▶ **ACTIVITY**
A verbatim copy of every entry is required. Produce it now.

▶ **DATA PROVIDED**

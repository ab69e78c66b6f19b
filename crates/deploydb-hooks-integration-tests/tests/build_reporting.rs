//! Integration tests for reporting build results back to DeployDB

mod common;

use axum::http::StatusCode;
use common::{
    body_text, completion_request, create_test_app_state, environment_request, test_config,
    test_registry, trigger_request, DEPLOYMENT_STARTED,
};
use deploydb_hooks_api::{create_router, AppState, HookPublisher};
use deploydb_hooks_core::{HookQueue, ReportStatus, ReportWebhook, RetryPolicy};
use std::{sync::Arc, time::Duration};
use tower::ServiceExt;
use wiremock::{
    matchers::{body_json, header, method, path},
    Mock, MockServer, ResponseTemplate,
};

const DEPLOYMENT_BODY: &str = r#"{"id": 42, "service": "faas"}"#;

// ============================================================================
// Queue Contents
// ============================================================================

/// A finished build started by DeployDB is queued for reporting
#[tokio::test]
async fn test_completed_build_is_queued_for_report() {
    // Arrange
    let (state, mut receiver) = create_test_app_state(Some("http://deploydb.example.com/"));
    let app = create_router(state);
    app.clone()
        .oneshot(trigger_request(Some(DEPLOYMENT_STARTED), DEPLOYMENT_BODY))
        .await
        .unwrap();

    // Act
    let response = app
        .oneshot(completion_request("deploy-faas", 1, "UNSTABLE"))
        .await
        .unwrap();

    // Assert
    assert_eq!(response.status(), StatusCode::ACCEPTED);

    let envelope = tokio::time::timeout(Duration::from_secs(5), receiver.recv())
        .await
        .unwrap()
        .unwrap();
    assert_eq!(
        envelope.url,
        "http://deploydb.example.com/api/deployments/42/promotions"
    );
    assert_eq!(envelope.content_type, "application/json");

    let report: ReportWebhook = serde_json::from_str(&envelope.body).unwrap();
    assert_eq!(report.name, "deploy-faas");
    assert_eq!(report.status, ReportStatus::Failure);
    assert_eq!(report.info_url, "https://ci.example.com/job/deploy-faas/1/");
}

/// Silent jobs are built but never reported
#[tokio::test]
async fn test_silent_job_is_not_reported() {
    let (state, mut receiver) = create_test_app_state(Some("http://deploydb.example.com"));
    let app = create_router(state);
    app.clone()
        .oneshot(trigger_request(Some(DEPLOYMENT_STARTED), DEPLOYMENT_BODY))
        .await
        .unwrap();

    let response = app
        .oneshot(completion_request("quiet-deploy", 1, "SUCCESS"))
        .await
        .unwrap();
    assert_eq!(response.status(), StatusCode::ACCEPTED);

    tokio::time::sleep(Duration::from_millis(100)).await;
    assert!(receiver.try_recv().is_none());
}

/// Without a DeployDB address nothing is queued
#[tokio::test]
async fn test_unconfigured_base_url_reports_nothing() {
    let (state, mut receiver) = create_test_app_state(None);
    let app = create_router(state);
    app.clone()
        .oneshot(trigger_request(Some(DEPLOYMENT_STARTED), DEPLOYMENT_BODY))
        .await
        .unwrap();

    let response = app
        .oneshot(completion_request("deploy-faas", 1, "SUCCESS"))
        .await
        .unwrap();
    assert_eq!(response.status(), StatusCode::ACCEPTED);

    tokio::time::sleep(Duration::from_millis(100)).await;
    assert!(receiver.try_recv().is_none());
}

// ============================================================================
// Build Lifecycle
// ============================================================================

/// A build can only be completed once, after which its environment is gone
#[tokio::test]
async fn test_completed_build_is_no_longer_pending() {
    let (state, _receiver) = create_test_app_state(Some("http://deploydb.example.com"));
    let app = create_router(state);
    app.clone()
        .oneshot(trigger_request(Some(DEPLOYMENT_STARTED), DEPLOYMENT_BODY))
        .await
        .unwrap();

    let first = app
        .clone()
        .oneshot(completion_request("deploy-faas", 1, "SUCCESS"))
        .await
        .unwrap();
    let second = app
        .clone()
        .oneshot(completion_request("deploy-faas", 1, "SUCCESS"))
        .await
        .unwrap();
    let environment = app
        .oneshot(environment_request("deploy-faas", 1))
        .await
        .unwrap();

    assert_eq!(first.status(), StatusCode::ACCEPTED);
    assert_eq!(second.status(), StatusCode::NOT_FOUND);
    assert_eq!(environment.status(), StatusCode::NOT_FOUND);
}

/// Unknown result values are rejected by the JSON extractor
#[tokio::test]
async fn test_unknown_build_result_is_rejected() {
    let (state, _receiver) = create_test_app_state(Some("http://deploydb.example.com"));
    let builds = state.builds.clone();
    let app = create_router(state);
    app.clone()
        .oneshot(trigger_request(Some(DEPLOYMENT_STARTED), DEPLOYMENT_BODY))
        .await
        .unwrap();

    let response = app
        .oneshot(completion_request("deploy-faas", 1, "EXPLODED"))
        .await
        .unwrap();

    assert!(response.status().is_client_error());
    assert_eq!(builds.pending_count(), 2);
}

// ============================================================================
// End to End
// ============================================================================

/// Trigger, complete and publish against a mock DeployDB
#[tokio::test]
async fn test_report_is_published_to_deploydb() {
    // Arrange
    let deploydb = MockServer::start().await;
    Mock::given(method("POST"))
        .and(path("/api/deployments/42/promotions"))
        .and(header("content-type", "application/json"))
        .and(body_json(serde_json::json!({
            "name": "deploy-faas",
            "status": "SUCCESS",
            "infoUrl": "https://ci.example.com/job/deploy-faas/1/"
        })))
        .respond_with(ResponseTemplate::new(200))
        .expect(1)
        .mount(&deploydb)
        .await;

    let (queue, receiver) = HookQueue::bounded(4);
    let publisher = HookPublisher::with_policy(
        RetryPolicy::fixed(2, Duration::from_millis(10)),
        Duration::from_secs(5),
    )
    .unwrap();
    let publisher_task = publisher.spawn(receiver);

    let state = AppState::from_registry(
        test_config(Some(deploydb.uri().as_str())),
        test_registry(),
        Arc::new(queue),
    );
    let app = create_router(state);

    // Act
    let response = app
        .clone()
        .oneshot(trigger_request(Some(DEPLOYMENT_STARTED), DEPLOYMENT_BODY))
        .await
        .unwrap();
    assert_eq!(body_text(response).await, "Triggered 2 builds");

    let response = app
        .oneshot(completion_request("deploy-faas", 1, "SUCCESS"))
        .await
        .unwrap();
    assert_eq!(response.status(), StatusCode::ACCEPTED);

    // Assert
    let deadline = tokio::time::Instant::now() + Duration::from_secs(5);
    loop {
        let received = deploydb.received_requests().await.unwrap_or_default();
        if !received.is_empty() || tokio::time::Instant::now() > deadline {
            break;
        }
        tokio::time::sleep(Duration::from_millis(20)).await;
    }

    deploydb.verify().await;
    publisher_task.abort();
}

▶ **ANSWER BOX**
repository ab69e78c66b6f19b
filename crates/deploydb-hooks-integration-tests/tests/build_reporting.rs
//! Integration tests for reporting build results back to DeployDB

mod common;

use axum::http::StatusCode;
use common::{
    body_text, completion_request, create_test_app_state, environment_request, test_config,
    test_registry, trigger_request, DEPLOYMENT_STARTED,
};
use deploydb_hooks_api::{create_router, AppState, HookPublisher};
use deploydb_hooks_core::{HookQueue, ReportStatus, ReportWebhook, RetryPolicy};
use std::{sync::Arc, time::Duration};
use tower::ServiceExt;
use wiremock::{
    matchers::{body_json, header, method, path},
    Mock, MockServer, ResponseTemplate,
};

const DEPLOYMENT_BODY: &str = r#"{"id": 42, "service": "faas"}"#;

// ============================================================================
// Queue Contents
// ============================================================================

/// A finished build started by DeployDB is queued for reporting
#[tokio::test]
async fn test_completed_build_is_queued_for_report() {
    // Arrange
    let (state, mut receiver) = create_test_app_state(Some("http://deploydb.example.com/"));
    let app = create_router(state);
    app.clone()
        .oneshot(trigger_request(Some(DEPLOYMENT_STARTED), DEPLOYMENT_BODY))
        .await
        .unwrap();

    // Act
    let response = app
        .oneshot(completion_request("deploy-faas", 1, "UNSTABLE"))
        .await
        .unwrap();

    // Assert
    assert_eq!(response.status(), StatusCode::ACCEPTED);

    let envelope = tokio::time::timeout(Duration::from_secs(5), receiver.recv())
        .await
        .unwrap()
        .unwrap();
    assert_eq!(
        envelope.url,
        "http://deploydb.example.com/api/deployments/42/promotions"
    );
    assert_eq!(envelope.content_type, "application/json");

    let report: ReportWebhook = serde_json::from_str(&envelope.body).unwrap();
    assert_eq!(report.name, "deploy-faas");
    assert_eq!(report.status, ReportStatus::Failure);
    assert_eq!(report.info_url, "https://ci.example.com/job/deploy-faas/1/");
}

/// Silent jobs are built but never reported
#[tokio::test]
async fn test_silent_job_is_not_reported() {
    let (state, mut receiver) = create_test_app_state(Some("http://deploydb.example.com"));
    let app = create_router(state);
    app.clone()
        .oneshot(trigger_request(Some(DEPLOYMENT_STARTED), DEPLOYMENT_BODY))
        .await
        .unwrap();

    let response = app
        .oneshot(completion_request("quiet-deploy", 1, "SUCCESS"))
        .await
        .unwrap();
    assert_eq!(response.status(), StatusCode::ACCEPTED);

    tokio::time::sleep(Duration::from_millis(100)).await;
    assert!(receiver.try_recv().is_none());
}

/// Without a DeployDB address nothing is queued
#[tokio::test]
async fn test_unconfigured_base_url_reports_nothing() {
    let (state, mut receiver) = create_test_app_state(None);
    let app = create_router(state);
    app.clone()
        .oneshot(trigger_request(Some(DEPLOYMENT_STARTED), DEPLOYMENT_BODY))
        .await
        .unwrap();

    let response = app
        .oneshot(completion_request("deploy-faas", 1, "SUCCESS"))
        .await
        .unwrap();
    assert_eq!(response.status(), StatusCode::ACCEPTED);

    tokio::time::sleep(Duration::from_millis(100)).await;
    assert!(receiver.try_recv().is_none());
}

// ============================================================================
// Build Lifecycle
// ============================================================================

/// A build can only be completed once, after which its environment is gone
#[tokio::test]
async fn test_completed_build_is_no_longer_pending() {
    let (state, _receiver) = create_test_app_state(Some("http://deploydb.example.com"));
    let app = create_router(state);
    app.clone()
        .oneshot(trigger_request(Some(DEPLOYMENT_STARTED), DEPLOYMENT_BODY))
        .await
        .unwrap();

    let first = app
        .clone()
        .oneshot(completion_request("deploy-faas", 1, "SUCCESS"))
        .await
        .unwrap();
    let second = app
        .clone()
        .oneshot(completion_request("deploy-faas", 1, "SUCCESS"))
        .await
        .unwrap();
    let environment = app
        .oneshot(environment_request("deploy-faas", 1))
        .await
        .unwrap();

    assert_eq!(first.status(), StatusCode::ACCEPTED);
    assert_eq!(second.status(), StatusCode::NOT_FOUND);
    assert_eq!(environment.status(), StatusCode::NOT_FOUND);
}

/// Unknown result values are rejected by the JSON extractor
#[tokio::test]
async fn test_unknown_build_result_is_rejected() {
    let (state, _receiver) = create_test_app_state(Some("http://deploydb.example.com"));
    let builds = state.builds.clone();
    let app = create_router(state);
    app.clone()
        .oneshot(trigger_request(Some(DEPLOYMENT_STARTED), DEPLOYMENT_BODY))
        .await
        .unwrap();

    let response = app
        .oneshot(completion_request("deploy-faas", 1, "EXPLODED"))
        .await
        .unwrap();

    assert!(response.status().is_client_error());
    assert_eq!(builds.pending_count(), 2);
}

// ============================================================================
// End to End
// ============================================================================

/// Trigger, complete and publish against a mock DeployDB
#[tokio::test]
async fn test_report_is_published_to_deploydb() {
    // Arrange
    let deploydb = MockServer::start().await;
    Mock::given(method("POST"))
        .and(path("/api/deployments/42/promotions"))
        .and(header("content-type", "application/json"))
        .and(body_json(serde_json::json!({
            "name": "deploy-faas",
            "status": "SUCCESS",
            "infoUrl": "https://ci.example.com/job/deploy-faas/1/"
        })))
        .respond_with(ResponseTemplate::new(200))
        .expect(1)
        .mount(&deploydb)
        .await;

    let (queue, receiver) = HookQueue::bounded(4);
    let publisher = HookPublisher::with_policy(
        RetryPolicy::fixed(2, Duration::from_millis(10)),
        Duration::from_secs(5),
    )
    .unwrap();
    let publisher_task = publisher.spawn(receiver);

    let state = AppState::from_registry(
        test_config(Some(deploydb.uri().as_str())),
        test_registry(),
        Arc::new(queue),
    );
    let app = create_router(state);

    // Act
    let response = app
        .clone()
        .oneshot(trigger_request(Some(DEPLOYMENT_STARTED), DEPLOYMENT_BODY))
        .await
        .unwrap();
    assert_eq!(body_text(response).await, "Triggered 2 builds");

    let response = app
        .oneshot(completion_request("deploy-faas", 1, "SUCCESS"))
        .await
        .unwrap();
    assert_eq!(response.status(), StatusCode::ACCEPTED);

    // Assert
    let deadline = tokio::time::Instant::now() + Duration::from_secs(5);
    loop {
        let received = deploydb.received_requests().await.unwrap_or_default();
        if !received.is_empty() || tokio::time::Instant::now() > deadline {
            break;
        }
        tokio::time::sleep(Duration::from_millis(20)).await;
    }

    deploydb.verify().await;
    publisher_task.abort();
}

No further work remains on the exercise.